Records from a collection
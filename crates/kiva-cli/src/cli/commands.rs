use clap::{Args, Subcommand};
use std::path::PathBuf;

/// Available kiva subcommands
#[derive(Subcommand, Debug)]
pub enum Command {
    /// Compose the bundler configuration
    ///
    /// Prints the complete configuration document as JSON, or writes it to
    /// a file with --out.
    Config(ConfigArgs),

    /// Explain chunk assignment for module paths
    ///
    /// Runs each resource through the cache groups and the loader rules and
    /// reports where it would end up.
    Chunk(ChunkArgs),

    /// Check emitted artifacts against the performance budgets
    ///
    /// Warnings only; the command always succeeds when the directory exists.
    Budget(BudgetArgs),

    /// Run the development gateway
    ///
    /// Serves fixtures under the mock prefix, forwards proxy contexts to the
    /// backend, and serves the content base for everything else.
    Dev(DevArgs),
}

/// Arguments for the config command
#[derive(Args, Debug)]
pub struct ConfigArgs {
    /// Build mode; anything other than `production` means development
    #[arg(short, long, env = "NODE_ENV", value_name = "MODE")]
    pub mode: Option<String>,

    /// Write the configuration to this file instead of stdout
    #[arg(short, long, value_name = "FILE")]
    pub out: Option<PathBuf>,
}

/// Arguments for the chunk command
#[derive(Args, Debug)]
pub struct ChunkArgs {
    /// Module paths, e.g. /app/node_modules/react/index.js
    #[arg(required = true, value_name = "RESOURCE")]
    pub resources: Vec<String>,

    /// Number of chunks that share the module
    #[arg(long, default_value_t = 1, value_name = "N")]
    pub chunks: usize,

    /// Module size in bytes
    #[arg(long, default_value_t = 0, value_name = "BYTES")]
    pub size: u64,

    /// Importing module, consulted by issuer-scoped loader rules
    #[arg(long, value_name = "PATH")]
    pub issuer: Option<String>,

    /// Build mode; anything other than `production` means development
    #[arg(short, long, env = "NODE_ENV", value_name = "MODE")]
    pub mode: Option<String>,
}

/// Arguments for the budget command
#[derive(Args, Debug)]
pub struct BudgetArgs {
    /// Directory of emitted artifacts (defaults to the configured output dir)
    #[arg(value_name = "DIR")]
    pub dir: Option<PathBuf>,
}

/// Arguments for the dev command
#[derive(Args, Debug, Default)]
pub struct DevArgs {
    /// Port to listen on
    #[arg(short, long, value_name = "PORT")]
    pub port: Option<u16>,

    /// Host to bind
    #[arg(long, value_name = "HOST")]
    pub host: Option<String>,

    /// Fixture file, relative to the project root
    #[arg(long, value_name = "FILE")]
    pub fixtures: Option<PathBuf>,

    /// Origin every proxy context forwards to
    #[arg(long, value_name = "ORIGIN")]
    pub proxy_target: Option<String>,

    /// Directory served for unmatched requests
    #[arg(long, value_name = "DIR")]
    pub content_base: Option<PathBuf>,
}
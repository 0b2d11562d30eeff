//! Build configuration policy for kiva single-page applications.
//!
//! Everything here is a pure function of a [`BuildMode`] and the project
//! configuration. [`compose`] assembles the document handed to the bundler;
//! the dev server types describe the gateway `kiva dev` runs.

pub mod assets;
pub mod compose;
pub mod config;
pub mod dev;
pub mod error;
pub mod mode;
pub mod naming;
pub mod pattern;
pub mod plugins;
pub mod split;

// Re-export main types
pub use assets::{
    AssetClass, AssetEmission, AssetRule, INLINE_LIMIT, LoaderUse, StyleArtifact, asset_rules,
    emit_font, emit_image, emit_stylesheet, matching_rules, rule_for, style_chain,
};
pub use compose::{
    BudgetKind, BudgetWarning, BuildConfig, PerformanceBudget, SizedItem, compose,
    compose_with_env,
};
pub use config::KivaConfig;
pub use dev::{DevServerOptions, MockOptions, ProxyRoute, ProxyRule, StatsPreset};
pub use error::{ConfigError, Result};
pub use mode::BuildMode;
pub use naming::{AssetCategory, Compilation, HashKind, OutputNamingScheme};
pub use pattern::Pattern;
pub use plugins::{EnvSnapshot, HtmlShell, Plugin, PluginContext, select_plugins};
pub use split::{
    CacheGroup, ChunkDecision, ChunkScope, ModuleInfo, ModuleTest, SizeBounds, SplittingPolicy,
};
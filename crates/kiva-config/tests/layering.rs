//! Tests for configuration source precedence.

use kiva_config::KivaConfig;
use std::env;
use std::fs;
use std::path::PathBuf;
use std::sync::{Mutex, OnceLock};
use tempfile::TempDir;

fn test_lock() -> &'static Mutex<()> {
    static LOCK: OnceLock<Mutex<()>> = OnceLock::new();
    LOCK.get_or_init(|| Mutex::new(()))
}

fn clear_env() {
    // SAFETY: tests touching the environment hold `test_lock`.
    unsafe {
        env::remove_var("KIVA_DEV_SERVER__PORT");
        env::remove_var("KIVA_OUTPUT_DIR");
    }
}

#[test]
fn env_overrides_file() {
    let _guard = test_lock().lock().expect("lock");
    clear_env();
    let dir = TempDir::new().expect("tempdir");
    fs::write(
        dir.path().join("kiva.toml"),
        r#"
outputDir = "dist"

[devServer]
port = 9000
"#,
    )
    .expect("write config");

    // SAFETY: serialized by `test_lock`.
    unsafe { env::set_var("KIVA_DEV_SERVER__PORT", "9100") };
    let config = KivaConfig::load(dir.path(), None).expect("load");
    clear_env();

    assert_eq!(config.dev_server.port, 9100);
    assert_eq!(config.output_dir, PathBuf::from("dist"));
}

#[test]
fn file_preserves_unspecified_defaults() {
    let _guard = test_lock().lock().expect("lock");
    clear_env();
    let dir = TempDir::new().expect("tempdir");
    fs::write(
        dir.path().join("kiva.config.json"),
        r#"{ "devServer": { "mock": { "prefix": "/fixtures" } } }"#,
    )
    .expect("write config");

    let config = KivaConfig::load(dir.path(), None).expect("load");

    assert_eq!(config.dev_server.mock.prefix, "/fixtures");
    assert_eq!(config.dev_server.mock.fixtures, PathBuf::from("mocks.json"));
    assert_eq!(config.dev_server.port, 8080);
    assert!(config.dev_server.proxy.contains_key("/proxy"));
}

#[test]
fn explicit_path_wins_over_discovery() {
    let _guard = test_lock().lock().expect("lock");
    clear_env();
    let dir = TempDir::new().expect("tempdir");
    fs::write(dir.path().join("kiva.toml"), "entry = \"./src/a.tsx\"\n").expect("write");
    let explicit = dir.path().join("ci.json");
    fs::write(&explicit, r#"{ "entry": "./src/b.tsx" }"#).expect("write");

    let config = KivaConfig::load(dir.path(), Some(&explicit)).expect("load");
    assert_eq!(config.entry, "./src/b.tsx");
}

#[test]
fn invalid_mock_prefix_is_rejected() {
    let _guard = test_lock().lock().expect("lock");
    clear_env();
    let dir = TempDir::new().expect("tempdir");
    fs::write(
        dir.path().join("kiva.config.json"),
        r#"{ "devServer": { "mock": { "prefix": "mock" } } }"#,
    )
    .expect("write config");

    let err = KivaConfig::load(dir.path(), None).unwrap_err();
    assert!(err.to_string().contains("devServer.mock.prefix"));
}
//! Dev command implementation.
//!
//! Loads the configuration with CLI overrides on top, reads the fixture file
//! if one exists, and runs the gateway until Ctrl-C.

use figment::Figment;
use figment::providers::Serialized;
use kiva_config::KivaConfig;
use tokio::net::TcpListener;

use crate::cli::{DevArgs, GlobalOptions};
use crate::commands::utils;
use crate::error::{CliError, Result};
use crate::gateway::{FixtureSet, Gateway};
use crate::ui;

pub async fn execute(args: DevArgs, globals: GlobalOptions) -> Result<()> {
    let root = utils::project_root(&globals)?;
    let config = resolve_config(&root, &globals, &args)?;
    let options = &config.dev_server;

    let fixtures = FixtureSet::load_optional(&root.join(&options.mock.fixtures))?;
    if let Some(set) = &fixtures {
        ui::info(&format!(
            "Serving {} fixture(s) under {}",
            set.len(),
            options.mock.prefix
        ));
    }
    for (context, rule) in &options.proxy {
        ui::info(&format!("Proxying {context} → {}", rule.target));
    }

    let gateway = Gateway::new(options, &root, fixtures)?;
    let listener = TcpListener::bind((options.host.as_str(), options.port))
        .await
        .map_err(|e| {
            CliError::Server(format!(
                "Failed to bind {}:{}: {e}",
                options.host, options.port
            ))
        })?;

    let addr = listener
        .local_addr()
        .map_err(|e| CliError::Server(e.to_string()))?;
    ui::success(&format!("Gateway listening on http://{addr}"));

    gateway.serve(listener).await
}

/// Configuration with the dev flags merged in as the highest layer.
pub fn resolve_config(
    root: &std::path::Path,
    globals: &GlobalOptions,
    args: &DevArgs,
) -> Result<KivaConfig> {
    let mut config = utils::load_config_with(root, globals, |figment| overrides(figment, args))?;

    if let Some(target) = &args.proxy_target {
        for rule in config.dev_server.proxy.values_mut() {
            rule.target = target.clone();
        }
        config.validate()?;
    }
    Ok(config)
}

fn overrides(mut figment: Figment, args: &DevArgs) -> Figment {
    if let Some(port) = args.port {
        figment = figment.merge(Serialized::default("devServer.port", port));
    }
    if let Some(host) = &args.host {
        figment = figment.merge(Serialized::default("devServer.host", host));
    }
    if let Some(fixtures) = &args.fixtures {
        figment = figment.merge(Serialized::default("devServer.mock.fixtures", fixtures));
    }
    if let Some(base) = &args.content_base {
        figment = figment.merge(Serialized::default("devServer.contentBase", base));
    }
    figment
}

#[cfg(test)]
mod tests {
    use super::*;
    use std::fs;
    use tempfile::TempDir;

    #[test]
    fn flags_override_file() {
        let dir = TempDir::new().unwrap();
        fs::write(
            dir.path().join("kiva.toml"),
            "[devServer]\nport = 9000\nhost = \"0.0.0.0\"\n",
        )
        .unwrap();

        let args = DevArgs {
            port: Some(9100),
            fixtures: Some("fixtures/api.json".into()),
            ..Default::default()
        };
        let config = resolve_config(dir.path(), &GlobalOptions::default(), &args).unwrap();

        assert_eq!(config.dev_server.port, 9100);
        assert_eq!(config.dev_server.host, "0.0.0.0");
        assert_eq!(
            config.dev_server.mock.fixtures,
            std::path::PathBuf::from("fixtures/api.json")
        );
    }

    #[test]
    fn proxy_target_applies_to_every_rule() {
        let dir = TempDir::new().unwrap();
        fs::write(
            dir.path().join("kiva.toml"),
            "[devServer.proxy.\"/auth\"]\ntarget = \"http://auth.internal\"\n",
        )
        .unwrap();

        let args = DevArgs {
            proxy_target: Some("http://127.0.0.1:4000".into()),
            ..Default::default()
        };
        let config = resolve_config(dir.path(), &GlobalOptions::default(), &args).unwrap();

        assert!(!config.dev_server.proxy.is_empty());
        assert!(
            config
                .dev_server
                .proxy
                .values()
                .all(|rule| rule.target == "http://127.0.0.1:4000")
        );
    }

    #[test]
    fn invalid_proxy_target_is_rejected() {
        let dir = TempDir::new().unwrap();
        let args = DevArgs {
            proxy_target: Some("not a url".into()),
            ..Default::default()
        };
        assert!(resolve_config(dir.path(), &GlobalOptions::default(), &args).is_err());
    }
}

Your assignment
Only the lines that contain the string "http" are to be copied from the records.

Output
    ui::success(&format!("Gateway listening on http://{addr}"));
            "[devServer.proxy.\"/auth\"]\ntarget = \"http://auth.internal\"\n",
            proxy_target: Some("http://127.0.0.1:4000".into()),
                .all(|rule| rule.target == "http://127.0.0.1:4000")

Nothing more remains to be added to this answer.